Start of PROVIDED MATERIAL

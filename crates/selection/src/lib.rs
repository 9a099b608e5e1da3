//! Selection of matched native/target magnitude pairs.
//!
//! Given grouped measures, a native and a target scale, this crate picks
//! one representative measure per scale in every group that reports both.
//! The result feeds the regression engine.
//!
//! Two independent choices are made per call:
//!
//! - a [`MissingUncertainty`] policy for measures without a standard error
//!   (discard, borrow the event maximum, or use a fixed default);
//! - a [`SelectionStrategy`] for picking among several candidates
//!   (random, smallest joint value, or agency preference).
//!
//! The event-maximum policy needs every measure of an event, so the store
//! (or a collection) is passed in explicitly as an [`EventSiblings`]
//! handle.
//!
//! [`EventSiblings`]: emsr_catalogue::EventSiblings

mod error;
mod missing;
mod pairs;
mod ranking;
mod strategy;

pub use error::SelectionError;
pub use missing::MissingUncertainty;
pub use pairs::MatchedPairs;
pub use ranking::{AgencyRanking, UNRANKED};
pub use strategy::SelectionStrategy;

End of PROVIDED MATERIAL

● THE TASK: Beginning from the line that contains "Two independent choices", give each line again exactly, through the final line of the records.

● ANSWER TO THIS EXERCISE:
//! Two independent choices are made per call:
//!
//! - a [`MissingUncertainty`] policy for measures without a standard error
//!   (discard, borrow the event maximum, or use a fixed default);
//! - a [`SelectionStrategy`] for picking among several candidates
//!   (random, smallest joint value, or agency preference).
//!
//! The event-maximum policy needs every measure of an event, so the store
//! (or a collection) is passed in explicitly as an [`EventSiblings`]
//! handle.
//!
//! [`EventSiblings`]: emsr_catalogue::EventSiblings

mod error;
mod missing;
mod pairs;
mod ranking;
mod strategy;

pub use error::SelectionError;
pub use missing::MissingUncertainty;
pub use pairs::MatchedPairs;
pub use ranking::{AgencyRanking, UNRANKED};
pub use strategy::SelectionStrategy;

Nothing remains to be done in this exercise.